• REQUIRED WORK: Check every line below, and copy those that include "agent".

• RECORDS FOR THE EXERCISE:
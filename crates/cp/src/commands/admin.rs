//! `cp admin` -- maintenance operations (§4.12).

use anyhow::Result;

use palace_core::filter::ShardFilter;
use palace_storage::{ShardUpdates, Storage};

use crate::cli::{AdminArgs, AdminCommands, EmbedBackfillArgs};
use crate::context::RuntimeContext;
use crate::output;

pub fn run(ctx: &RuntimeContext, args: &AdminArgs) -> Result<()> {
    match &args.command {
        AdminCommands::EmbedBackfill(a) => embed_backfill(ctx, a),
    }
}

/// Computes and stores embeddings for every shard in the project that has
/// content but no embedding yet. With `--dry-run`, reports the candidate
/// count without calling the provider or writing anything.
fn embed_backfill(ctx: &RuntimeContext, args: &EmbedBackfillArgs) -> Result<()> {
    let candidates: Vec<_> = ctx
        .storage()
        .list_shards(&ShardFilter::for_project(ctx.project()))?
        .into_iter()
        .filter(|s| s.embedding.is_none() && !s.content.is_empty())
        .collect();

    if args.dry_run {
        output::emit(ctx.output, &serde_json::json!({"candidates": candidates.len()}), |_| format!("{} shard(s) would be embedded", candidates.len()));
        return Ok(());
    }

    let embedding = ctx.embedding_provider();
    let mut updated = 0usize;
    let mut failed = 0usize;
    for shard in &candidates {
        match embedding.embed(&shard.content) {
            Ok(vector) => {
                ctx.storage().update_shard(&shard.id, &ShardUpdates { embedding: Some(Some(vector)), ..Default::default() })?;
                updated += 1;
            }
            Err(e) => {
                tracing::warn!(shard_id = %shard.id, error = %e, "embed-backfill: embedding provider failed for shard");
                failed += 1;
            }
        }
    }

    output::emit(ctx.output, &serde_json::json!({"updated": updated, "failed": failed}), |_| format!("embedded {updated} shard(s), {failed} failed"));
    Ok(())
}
* * *
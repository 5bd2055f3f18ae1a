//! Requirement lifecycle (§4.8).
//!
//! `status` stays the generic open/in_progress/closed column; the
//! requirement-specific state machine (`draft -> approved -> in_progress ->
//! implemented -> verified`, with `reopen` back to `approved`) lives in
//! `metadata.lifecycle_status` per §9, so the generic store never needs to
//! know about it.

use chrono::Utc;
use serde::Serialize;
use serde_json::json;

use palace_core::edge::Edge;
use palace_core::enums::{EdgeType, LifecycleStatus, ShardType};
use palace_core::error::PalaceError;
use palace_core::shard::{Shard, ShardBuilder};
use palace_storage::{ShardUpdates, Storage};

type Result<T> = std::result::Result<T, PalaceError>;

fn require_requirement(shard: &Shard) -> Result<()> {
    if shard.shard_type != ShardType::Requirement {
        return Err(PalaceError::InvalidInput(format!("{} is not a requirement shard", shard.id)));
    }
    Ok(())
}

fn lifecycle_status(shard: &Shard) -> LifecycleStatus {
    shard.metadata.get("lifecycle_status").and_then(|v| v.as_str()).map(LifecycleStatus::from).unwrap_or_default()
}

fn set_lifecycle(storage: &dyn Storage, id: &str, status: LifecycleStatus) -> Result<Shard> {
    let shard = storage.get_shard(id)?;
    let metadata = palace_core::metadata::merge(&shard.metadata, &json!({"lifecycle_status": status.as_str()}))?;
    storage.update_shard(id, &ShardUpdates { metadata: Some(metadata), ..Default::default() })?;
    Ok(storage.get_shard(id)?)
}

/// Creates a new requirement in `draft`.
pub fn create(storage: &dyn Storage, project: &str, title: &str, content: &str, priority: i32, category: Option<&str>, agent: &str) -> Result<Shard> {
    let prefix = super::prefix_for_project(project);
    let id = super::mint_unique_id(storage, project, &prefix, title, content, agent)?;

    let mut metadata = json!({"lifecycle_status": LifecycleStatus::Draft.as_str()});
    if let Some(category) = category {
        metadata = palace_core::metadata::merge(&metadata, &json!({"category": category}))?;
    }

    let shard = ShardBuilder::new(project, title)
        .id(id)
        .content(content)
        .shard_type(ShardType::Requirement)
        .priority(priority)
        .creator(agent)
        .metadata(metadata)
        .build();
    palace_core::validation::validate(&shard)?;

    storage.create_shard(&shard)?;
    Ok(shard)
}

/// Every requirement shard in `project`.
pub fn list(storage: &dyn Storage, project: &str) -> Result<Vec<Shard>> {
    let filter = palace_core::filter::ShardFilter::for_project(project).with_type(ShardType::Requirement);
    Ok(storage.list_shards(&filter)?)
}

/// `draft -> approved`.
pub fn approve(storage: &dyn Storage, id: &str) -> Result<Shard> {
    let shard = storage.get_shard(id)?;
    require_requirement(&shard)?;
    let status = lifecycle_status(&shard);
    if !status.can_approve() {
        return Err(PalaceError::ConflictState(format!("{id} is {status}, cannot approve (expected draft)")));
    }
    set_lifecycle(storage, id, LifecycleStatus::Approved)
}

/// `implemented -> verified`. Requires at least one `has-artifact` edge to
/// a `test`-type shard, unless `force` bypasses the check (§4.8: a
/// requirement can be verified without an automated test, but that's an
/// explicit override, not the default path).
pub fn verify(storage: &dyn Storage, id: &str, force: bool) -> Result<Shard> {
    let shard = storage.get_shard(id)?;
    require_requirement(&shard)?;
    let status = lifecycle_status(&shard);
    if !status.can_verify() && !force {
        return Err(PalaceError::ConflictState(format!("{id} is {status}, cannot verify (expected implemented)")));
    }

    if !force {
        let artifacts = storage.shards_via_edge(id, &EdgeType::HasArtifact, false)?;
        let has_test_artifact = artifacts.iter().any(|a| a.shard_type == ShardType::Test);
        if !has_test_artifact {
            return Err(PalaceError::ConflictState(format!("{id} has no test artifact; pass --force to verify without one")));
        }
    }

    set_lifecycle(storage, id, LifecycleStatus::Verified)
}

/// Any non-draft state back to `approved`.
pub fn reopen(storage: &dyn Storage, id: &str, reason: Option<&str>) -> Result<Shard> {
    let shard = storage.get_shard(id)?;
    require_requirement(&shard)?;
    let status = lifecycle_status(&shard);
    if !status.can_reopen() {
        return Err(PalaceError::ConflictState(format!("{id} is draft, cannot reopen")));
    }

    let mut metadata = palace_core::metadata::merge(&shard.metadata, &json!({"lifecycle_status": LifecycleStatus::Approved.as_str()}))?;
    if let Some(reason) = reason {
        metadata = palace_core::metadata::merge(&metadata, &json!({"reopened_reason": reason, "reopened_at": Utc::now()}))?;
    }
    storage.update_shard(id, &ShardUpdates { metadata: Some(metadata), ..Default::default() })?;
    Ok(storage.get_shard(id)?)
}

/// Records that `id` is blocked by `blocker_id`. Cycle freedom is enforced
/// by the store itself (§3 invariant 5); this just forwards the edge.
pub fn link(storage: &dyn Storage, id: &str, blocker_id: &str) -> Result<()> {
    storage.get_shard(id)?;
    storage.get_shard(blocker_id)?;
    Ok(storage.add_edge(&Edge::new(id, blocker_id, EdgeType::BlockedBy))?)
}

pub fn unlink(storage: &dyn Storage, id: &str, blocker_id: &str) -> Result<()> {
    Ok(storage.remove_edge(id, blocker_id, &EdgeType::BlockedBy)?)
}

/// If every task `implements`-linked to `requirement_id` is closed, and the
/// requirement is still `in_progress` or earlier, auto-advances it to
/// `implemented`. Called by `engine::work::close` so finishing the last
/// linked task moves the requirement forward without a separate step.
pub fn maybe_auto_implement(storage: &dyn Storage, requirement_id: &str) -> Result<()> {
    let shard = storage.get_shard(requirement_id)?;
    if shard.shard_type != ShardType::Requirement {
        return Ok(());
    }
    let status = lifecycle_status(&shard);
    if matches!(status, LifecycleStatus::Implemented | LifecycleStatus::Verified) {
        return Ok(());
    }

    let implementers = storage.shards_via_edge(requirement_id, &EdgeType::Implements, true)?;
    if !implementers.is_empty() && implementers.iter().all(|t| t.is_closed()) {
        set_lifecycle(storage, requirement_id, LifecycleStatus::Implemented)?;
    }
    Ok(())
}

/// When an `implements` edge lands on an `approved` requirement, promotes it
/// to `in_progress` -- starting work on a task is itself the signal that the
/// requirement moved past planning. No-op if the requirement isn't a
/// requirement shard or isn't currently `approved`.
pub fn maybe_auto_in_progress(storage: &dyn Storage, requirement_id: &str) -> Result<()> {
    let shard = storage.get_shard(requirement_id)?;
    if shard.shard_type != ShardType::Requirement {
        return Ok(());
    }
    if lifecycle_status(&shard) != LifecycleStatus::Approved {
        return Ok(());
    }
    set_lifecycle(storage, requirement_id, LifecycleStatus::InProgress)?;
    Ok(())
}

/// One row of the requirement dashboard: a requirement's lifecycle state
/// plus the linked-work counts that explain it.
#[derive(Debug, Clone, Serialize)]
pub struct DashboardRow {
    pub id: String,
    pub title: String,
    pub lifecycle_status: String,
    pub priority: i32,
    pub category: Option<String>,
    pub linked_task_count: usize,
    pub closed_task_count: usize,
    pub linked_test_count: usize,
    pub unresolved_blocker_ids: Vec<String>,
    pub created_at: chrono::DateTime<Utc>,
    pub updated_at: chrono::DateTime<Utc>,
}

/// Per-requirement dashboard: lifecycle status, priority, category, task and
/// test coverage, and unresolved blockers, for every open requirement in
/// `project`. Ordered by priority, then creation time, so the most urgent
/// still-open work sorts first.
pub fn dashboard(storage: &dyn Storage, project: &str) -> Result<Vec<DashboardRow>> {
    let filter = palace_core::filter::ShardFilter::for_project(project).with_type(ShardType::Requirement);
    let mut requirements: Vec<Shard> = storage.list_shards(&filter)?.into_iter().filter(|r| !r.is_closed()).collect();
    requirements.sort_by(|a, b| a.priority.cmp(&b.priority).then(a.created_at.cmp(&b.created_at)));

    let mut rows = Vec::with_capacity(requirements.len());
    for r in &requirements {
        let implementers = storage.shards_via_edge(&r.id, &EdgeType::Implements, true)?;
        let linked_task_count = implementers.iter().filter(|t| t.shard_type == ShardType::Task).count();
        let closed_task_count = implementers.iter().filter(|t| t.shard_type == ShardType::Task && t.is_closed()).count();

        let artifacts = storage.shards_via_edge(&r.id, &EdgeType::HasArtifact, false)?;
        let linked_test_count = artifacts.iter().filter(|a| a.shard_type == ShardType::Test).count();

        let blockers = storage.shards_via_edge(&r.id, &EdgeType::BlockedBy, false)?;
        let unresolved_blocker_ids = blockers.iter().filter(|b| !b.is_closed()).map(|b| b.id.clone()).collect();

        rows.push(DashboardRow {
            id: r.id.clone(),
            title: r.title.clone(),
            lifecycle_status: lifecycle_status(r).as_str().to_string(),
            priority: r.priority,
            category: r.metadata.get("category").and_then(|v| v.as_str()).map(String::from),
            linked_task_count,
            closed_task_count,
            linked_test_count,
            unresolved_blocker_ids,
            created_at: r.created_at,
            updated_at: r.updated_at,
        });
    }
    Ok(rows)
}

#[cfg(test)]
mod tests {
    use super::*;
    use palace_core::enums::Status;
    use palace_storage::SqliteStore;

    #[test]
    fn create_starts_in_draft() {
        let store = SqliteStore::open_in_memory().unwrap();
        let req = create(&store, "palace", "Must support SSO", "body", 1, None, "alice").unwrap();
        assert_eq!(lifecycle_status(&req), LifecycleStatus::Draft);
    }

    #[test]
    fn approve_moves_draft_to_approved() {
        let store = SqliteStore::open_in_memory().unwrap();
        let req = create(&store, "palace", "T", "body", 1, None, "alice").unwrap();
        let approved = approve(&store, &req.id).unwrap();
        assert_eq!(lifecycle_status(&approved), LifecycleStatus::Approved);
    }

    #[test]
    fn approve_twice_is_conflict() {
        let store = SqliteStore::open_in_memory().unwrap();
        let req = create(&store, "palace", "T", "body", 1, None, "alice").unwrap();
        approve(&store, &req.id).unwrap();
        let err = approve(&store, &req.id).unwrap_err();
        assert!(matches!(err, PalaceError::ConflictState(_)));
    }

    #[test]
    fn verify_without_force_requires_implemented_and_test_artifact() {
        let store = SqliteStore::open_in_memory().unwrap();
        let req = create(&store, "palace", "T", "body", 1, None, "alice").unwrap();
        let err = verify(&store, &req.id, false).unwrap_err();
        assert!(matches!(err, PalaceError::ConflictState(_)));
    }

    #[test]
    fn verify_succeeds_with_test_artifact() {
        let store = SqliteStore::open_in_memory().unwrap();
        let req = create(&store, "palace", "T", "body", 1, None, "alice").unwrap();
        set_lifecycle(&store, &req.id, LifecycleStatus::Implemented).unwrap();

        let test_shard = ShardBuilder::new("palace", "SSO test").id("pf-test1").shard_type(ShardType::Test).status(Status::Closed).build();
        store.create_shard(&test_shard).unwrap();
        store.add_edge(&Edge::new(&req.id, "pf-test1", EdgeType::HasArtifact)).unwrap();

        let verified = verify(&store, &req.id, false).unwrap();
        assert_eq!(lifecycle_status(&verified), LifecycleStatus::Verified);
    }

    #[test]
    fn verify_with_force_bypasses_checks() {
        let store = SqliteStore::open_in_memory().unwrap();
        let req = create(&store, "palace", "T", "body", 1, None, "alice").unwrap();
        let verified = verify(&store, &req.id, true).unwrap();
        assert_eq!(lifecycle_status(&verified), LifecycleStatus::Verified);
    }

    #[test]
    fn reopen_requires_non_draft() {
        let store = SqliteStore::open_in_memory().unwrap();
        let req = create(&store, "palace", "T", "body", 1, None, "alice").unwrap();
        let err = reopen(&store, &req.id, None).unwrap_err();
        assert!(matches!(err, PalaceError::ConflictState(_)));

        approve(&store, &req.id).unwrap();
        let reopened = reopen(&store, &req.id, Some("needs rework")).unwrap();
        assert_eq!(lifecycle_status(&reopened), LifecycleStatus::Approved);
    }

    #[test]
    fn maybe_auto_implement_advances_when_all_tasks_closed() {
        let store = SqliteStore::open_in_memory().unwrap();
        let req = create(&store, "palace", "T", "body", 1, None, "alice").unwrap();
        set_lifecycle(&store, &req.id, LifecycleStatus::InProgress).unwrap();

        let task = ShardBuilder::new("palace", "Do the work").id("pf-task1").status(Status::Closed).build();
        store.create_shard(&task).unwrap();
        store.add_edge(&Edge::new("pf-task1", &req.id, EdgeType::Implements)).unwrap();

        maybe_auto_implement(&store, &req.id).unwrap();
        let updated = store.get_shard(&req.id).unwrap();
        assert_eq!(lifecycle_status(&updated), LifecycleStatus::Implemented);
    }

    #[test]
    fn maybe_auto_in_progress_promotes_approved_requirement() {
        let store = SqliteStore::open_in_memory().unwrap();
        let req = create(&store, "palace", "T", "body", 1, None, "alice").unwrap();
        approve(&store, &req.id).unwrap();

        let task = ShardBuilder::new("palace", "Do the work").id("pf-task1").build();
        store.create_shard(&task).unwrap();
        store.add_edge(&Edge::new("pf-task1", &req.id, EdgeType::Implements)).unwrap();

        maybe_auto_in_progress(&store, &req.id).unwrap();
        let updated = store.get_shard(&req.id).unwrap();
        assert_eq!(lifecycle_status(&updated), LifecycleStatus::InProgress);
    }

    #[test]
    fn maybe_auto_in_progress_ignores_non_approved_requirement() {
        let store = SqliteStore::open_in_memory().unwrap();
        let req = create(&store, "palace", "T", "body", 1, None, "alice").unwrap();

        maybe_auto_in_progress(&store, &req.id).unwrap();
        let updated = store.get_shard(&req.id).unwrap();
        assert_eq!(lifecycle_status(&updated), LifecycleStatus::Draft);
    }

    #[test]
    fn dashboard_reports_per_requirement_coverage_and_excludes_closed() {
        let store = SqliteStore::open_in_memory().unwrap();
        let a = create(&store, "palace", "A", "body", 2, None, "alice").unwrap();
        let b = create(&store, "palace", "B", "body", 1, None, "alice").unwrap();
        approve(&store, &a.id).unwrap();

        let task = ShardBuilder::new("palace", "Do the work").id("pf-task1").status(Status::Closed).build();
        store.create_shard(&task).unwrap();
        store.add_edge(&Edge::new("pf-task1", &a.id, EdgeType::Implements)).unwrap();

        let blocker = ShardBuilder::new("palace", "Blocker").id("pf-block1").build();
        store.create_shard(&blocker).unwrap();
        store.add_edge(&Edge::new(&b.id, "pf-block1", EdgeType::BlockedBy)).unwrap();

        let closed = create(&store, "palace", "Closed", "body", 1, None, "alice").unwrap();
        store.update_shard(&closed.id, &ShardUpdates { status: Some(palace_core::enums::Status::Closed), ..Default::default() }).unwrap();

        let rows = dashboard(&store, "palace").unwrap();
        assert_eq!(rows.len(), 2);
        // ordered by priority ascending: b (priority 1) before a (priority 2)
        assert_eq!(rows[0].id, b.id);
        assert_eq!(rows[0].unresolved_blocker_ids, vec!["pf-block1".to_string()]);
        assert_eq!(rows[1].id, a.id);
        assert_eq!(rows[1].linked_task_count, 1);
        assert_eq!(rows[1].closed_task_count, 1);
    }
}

• RESPONSE AREA:
pub fn create(storage: &dyn Storage, project: &str, title: &str, content: &str, priority: i32, category: Option<&str>, agent: &str) -> Result<Shard> {
    let id = super::mint_unique_id(storage, project, &prefix, title, content, agent)?;
        .creator(agent)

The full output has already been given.